Exercise objective - The stretch from the line with "from the document." through the line with "One conversation turn." in the records below: write it out exactly, and nothing else.

Given data -
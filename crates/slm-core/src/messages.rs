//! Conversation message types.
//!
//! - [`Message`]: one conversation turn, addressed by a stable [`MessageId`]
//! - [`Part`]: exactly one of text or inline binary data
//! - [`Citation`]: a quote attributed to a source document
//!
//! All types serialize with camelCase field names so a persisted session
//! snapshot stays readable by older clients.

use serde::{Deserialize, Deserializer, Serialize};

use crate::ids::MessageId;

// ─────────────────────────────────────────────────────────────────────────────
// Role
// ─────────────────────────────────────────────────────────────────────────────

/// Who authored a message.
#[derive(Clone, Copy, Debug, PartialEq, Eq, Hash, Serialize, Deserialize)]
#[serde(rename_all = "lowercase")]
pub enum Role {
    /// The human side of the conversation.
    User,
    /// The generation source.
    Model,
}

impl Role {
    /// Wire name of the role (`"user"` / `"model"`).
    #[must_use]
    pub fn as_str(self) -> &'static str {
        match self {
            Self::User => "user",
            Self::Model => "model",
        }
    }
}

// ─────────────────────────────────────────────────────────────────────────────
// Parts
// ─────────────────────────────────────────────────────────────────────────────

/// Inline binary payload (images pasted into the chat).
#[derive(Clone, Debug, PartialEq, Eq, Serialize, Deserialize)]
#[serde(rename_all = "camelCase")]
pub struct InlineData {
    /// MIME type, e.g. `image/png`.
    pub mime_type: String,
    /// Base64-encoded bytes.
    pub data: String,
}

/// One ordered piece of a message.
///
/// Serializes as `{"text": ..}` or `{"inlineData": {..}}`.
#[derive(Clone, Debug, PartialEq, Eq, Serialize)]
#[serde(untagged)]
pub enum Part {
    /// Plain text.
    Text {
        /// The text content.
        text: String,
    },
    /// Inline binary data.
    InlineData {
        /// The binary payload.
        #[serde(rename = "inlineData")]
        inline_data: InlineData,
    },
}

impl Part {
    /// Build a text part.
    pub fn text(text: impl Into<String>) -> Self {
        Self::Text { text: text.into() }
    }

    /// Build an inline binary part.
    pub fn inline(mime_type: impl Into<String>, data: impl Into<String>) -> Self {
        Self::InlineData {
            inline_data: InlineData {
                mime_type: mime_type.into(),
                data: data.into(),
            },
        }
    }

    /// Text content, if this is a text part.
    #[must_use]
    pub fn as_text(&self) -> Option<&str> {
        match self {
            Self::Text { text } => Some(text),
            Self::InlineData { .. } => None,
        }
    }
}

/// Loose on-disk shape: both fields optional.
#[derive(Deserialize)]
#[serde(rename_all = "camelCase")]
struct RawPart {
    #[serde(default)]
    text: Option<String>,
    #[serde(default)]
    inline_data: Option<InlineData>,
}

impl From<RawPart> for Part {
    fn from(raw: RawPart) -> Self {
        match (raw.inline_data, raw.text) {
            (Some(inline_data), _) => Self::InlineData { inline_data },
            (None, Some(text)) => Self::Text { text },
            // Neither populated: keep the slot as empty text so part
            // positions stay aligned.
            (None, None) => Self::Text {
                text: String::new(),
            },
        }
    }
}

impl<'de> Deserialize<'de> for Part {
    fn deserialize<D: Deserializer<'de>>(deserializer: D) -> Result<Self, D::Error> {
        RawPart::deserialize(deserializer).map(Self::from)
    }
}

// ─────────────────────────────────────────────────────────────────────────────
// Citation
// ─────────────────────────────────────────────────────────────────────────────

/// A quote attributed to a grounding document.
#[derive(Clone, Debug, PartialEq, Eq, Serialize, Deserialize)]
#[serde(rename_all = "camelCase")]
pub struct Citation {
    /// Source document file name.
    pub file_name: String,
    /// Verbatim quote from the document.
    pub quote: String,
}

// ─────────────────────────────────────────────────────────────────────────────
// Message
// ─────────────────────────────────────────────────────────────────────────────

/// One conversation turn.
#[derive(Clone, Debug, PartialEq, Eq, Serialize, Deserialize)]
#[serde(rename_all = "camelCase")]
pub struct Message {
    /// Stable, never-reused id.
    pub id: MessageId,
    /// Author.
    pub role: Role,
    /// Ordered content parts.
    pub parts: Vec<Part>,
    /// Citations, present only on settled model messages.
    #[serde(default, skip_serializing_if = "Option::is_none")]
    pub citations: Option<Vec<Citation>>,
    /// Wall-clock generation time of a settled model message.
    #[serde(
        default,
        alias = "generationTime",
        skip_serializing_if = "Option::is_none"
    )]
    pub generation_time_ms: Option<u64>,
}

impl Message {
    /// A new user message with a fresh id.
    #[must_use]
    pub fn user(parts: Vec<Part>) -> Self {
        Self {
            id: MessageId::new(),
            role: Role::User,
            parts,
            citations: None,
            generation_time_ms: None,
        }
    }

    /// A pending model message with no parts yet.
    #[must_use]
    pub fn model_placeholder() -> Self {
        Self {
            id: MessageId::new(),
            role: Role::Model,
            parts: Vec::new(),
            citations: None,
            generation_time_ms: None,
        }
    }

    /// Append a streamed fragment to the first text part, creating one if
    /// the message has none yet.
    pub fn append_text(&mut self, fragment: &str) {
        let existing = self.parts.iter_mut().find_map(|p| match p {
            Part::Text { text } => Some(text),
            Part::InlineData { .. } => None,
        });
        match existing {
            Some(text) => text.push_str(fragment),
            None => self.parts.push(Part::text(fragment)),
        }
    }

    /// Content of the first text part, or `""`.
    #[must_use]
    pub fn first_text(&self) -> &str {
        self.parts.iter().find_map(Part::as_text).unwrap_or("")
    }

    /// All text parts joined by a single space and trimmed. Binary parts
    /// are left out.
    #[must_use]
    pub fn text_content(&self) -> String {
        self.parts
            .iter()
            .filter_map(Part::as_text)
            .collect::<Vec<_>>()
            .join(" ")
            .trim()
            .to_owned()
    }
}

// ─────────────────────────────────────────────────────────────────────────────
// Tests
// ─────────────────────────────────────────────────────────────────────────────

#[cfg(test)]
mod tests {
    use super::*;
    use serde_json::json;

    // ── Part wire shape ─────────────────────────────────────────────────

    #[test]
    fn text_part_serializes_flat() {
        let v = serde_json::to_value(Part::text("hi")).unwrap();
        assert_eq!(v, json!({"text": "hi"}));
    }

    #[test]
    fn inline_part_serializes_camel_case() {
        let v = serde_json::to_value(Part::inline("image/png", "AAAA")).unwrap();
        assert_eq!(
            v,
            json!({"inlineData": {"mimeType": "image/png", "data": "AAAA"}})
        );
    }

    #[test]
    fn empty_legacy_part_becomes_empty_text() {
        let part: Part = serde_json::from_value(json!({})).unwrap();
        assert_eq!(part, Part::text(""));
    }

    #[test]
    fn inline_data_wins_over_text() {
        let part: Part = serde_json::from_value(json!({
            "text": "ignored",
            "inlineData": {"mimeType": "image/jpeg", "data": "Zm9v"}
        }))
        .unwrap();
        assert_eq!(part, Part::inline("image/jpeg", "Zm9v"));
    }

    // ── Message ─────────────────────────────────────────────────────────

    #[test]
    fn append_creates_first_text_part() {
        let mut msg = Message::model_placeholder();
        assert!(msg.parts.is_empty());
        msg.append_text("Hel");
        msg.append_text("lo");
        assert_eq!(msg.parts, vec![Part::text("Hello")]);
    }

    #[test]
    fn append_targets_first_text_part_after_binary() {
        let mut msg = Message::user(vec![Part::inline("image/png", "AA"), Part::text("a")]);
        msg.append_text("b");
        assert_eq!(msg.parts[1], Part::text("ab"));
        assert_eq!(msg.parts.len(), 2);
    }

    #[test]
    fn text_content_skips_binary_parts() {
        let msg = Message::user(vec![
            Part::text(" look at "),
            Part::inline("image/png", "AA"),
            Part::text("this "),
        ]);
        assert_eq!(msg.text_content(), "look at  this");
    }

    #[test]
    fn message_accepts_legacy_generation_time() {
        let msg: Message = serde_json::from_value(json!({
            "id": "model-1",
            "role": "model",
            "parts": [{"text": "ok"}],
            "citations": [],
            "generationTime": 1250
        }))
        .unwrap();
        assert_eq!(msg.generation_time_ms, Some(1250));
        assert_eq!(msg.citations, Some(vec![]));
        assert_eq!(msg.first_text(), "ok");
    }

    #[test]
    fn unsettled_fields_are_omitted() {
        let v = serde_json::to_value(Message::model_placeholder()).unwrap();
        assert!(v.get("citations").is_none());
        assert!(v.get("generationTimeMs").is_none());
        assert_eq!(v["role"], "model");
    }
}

Solution for this problem -
    /// Verbatim quote from the document.
    pub quote: String,
}

// ─────────────────────────────────────────────────────────────────────────────
// Message
// ─────────────────────────────────────────────────────────────────────────────

/// One conversation turn.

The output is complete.